Pbro. José Juan Sánchez Jácome 05/11/2018

alcalorpolitico.com

Un sacerdote celebró la santa misa de cuerpo presente de su padre. No se trata para nada de una labor sencilla dentro del ministerio sacerdotal porque siempre que se trata de un funeral tenemos que invocar al Espíritu Santo para fortalecer a los dolientes y ayudarlos a sentir la presencia de Dios en medio del sufrimiento, la frustración y la soledad que deja la muerte de un ser querido.

Y cuando el sacerdote celebra el funeral de un familiar, de un ser entrañable, de una persona cercana también como todos los demás se siente seriamente afectado y rebasado, humanamente hablando. Un acontecimiento como éste requiere de toda nuestra fe y de la confianza en el poder de la gracia que nos ayuda a sobreponernos para fortalecer a los demás y despedir dignamente a nuestros seres queridos en su viaje a la vida eterna.

Así se sentía este sacerdote, asistido por la gracia de Dios, fuerte en el espíritu, con una claridad teológica que en un momento delicado como ese solo la otorga la gracia de Dios. Sólo así fue capaz de reflexionar en estos términos:



“La Escritura nos dice que setenta es la suma de los años de un hombre, y ochenta la suma de los más robustos. Ahora bien, nuestro padre vivió noventa. ¿Por qué esos diez años de más? Bueno, de hecho, eso no es un misterio. ¡Dios le concedió esos diez años adicionales para madurarlo! ¡Era demasiado fuerte e inquieto para morir a los ochenta! Pero durante los últimos diez años de su vida sufrió una serie de masivos empeoramientos. Murió su esposa; nunca superó eso. Tuvo un ataque repentino; nunca lo superó. Tuvo que ser llevado a un centro de vida asistida; nunca lo superó. Todos estos condicionamientos hicieron su trabajo. Para cuando murió, pudo tomar tu mano, Señor, y decir: ‘Ayúdame’. No pudo decir eso desde el momento en que pudo atar los cordones de sus propios zapatos hasta esos últimos años. Estuvo por fin dispuesto para el cielo. Ahora bien, cuando se encontró con san Pedro a las puertas del cielo, pudo decir: ‘¡Ayúdame!’, más bien que decir a san Pedro cómo podría organizar las cosas mejor”.

Sí, la fe hizo posible que tuviera la claridad para expresar esta visión cristiana sobre la muerte. No es mala la precariedad, la imposibilidad de gestionarnos nuestros propios servicios en la vejez, la chochez que nos hace depender de los demás. Somos nosotros los que nos escandalizamos de ella por la autosuficiencia y el bienestar en el que vivimos o en el que queremos morir.
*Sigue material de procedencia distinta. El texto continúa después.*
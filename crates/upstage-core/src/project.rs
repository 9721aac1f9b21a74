//! The capability surface steps use to read and mutate a project.

use crate::error::MigrationError;
use async_trait::async_trait;
use serde_json::Value;

/// Path of the package manifest, relative to the project root.
pub const MANIFEST_PATH: &str = "package.json";

/// Capabilities injected into every step.
///
/// One value is created per run and passed by reference to each step; the
/// core never performs I/O on its own. Paths are project-relative and use `/`
/// as separator.
///
/// Only the file primitives are required. JSON and manifest access are built
/// on top of `read`/`write`, path resolution is lexical, and the formatting
/// hooks do nothing unless overridden. Package-manager operations fail with
/// [`MigrationError::Capability`] unless the implementation provides them.
#[async_trait]
pub trait Project: Send + Sync {
    /// Reads a text file. Fails with [`MigrationError::NotFound`] when absent.
    async fn read(&self, path: &str) -> Result<String, MigrationError>;

    /// Writes a text file, creating parent directories as needed.
    async fn write(&self, path: &str, contents: &str) -> Result<(), MigrationError>;

    /// Removes every file matching one of the glob patterns.
    async fn remove(&self, patterns: &[&str]) -> Result<(), MigrationError>;

    /// Returns `true` if a file exists at `path`.
    async fn exists(&self, path: &str) -> Result<bool, MigrationError>;

    /// Lists files matching any of the glob patterns, sorted.
    async fn glob(&self, patterns: &[&str]) -> Result<Vec<String>, MigrationError>;

    /// Reads and decodes a JSON file.
    async fn read_json(&self, path: &str) -> Result<Value, MigrationError> {
        let text = self.read(path).await?;
        serde_json::from_str(&text).map_err(|source| MigrationError::Json {
            path: path.to_string(),
            source,
        })
    }

    /// Encodes and writes a JSON file with two-space indentation and a trailing newline.
    async fn write_json(&self, path: &str, value: &Value) -> Result<(), MigrationError> {
        let mut text = serde_json::to_string_pretty(value).map_err(|source| MigrationError::Json {
            path: path.to_string(),
            source,
        })?;
        text.push('\n');
        self.write(path, &text).await
    }

    /// Reads the package manifest.
    async fn read_manifest(&self) -> Result<Value, MigrationError> {
        self.read_json(MANIFEST_PATH).await
    }

    /// Writes the package manifest.
    async fn write_manifest(&self, manifest: &Value) -> Result<(), MigrationError> {
        self.write_json(MANIFEST_PATH, manifest).await
    }

    /// Installs the dependencies declared in the manifest.
    async fn install(&self) -> Result<(), MigrationError> {
        Err(MigrationError::capability("install", "not provided by this project"))
    }

    /// Upgrades the named packages to their latest versions.
    async fn upgrade(&self, packages: &[&str]) -> Result<(), MigrationError> {
        Err(MigrationError::capability(
            "upgrade",
            format!("not provided by this project ({})", packages.join(", ")),
        ))
    }

    /// Normalizes configuration files after raw edits.
    async fn fix_config(&self) -> Result<(), MigrationError> {
        Ok(())
    }

    /// Normalizes source files after raw edits.
    async fn fix_sources(&self) -> Result<(), MigrationError> {
        Ok(())
    }

    /// Normalizes the manifest after raw edits.
    async fn fix_manifest(&self) -> Result<(), MigrationError> {
        Ok(())
    }

    /// Resolves `relative` against the directory of `from`.
    ///
    /// The result is project-relative and always starts with `./`, so
    /// `resolve_from_file("test/src/api.js", "../../src/index.js")` is
    /// `./src/index.js`.
    fn resolve_from_file(&self, from: &str, relative: &str) -> String {
        resolve_relative(from, relative)
    }

    /// Maps an import specifier to what the module loader would use.
    ///
    /// Defaults to the specifier itself.
    fn resolve_require(&self, _from: &str, specifier: &str) -> String {
        specifier.to_string()
    }

    /// Emits a debug message.
    fn debug(&self, message: &str) {
        tracing::debug!("{}", message);
    }
}

/// Lexically joins `relative` onto the directory of `from`.
pub fn resolve_relative(from: &str, relative: &str) -> String {
    let mut parts: Vec<&str> = from.split('/').collect();
    parts.pop();
    parts.retain(|part| !part.is_empty() && *part != ".");
    if relative.starts_with('/') {
        parts.clear();
    }
    for segment in relative.split('/') {
        match segment {
            "" | "." => {}
            ".." => {
                if matches!(parts.last(), Some(last) if *last != "..") {
                    parts.pop();
                } else {
                    parts.push("..");
                }
            }
            other => parts.push(other),
        }
    }
    if parts.first() == Some(&"..") {
        parts.join("/")
    } else {
        format!("./{}", parts.join("/"))
    }
}

#[cfg(test)]
mod tests {
    use super::*;

    #[test]
    fn test_resolve_relative() {
        assert_eq!(
            resolve_relative("test/src/api.js", "../../src/index.js"),
            "./src/index.js"
        );
        assert_eq!(resolve_relative("index.js", "./lib/a.js"), "./lib/a.js");
        assert_eq!(resolve_relative("./test/a.js", "./b.js"), "./test/b.js");
        assert_eq!(resolve_relative("a.js", "../outside.js"), "../outside.js");
    }
}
Desde nuestro concepto y obsesión por la autosuficiencia soñamos con una muerte que no sea dolorosa, que no nos orille a sentirnos inservibles, que no tenga que llevarnos a ser asistidos hasta en las cosas más íntimas y ordinarias de la vida.



Tenemos que aprender a decir: “¡Ayúdame!” A reconocer que no lo podemos todo, que la vida guarda su sabiduría cuando sabemos reconocer nuestros límites y nos abrimos a los demás. Por eso, para un cristiano la enfermedad y la muerte son un misterio que requiere de un gran respeto y contemplación, para que nuestro esquema de autosuficiencia y bienestar no nos lleve a escandalizarnos y a no reconocer la providencia de Dios.

Se trata de un misterio que requiere de una mayor apertura a la trascendencia y de la confianza en la providencia de Dios. Cuando Jesús pone a los niños como ejemplo para llegar al cielo no se está refiriendo simplemente a la inocencia, una inocencia que nosotros los adultos difícilmente podemos alcanzar. Hace más bien referencia a la espontaneidad y naturalidad como ellos saben decir: “¡Ayúdame!”

Jesús hace referencia al hecho de que los niños no están sostenidos en la autosuficiencia, como nosotros, sino en el reconocimiento y aceptación de la necesidad que tienen de los demás. Los niños no tienen la menor pretensión de autosuficiencia y para pedir ayuda no piensan en el hecho de que puedan resultar inoportunos.



Es necesario asimilar esta enseñanza para dignificar los tiempos de enfermedad, nuestra vejez y nuestra muerte con la confianza de que no resultaremos inoportunos ante Dios y nuestros familiares cuando tengamos que decir: “¡Ayúdame!”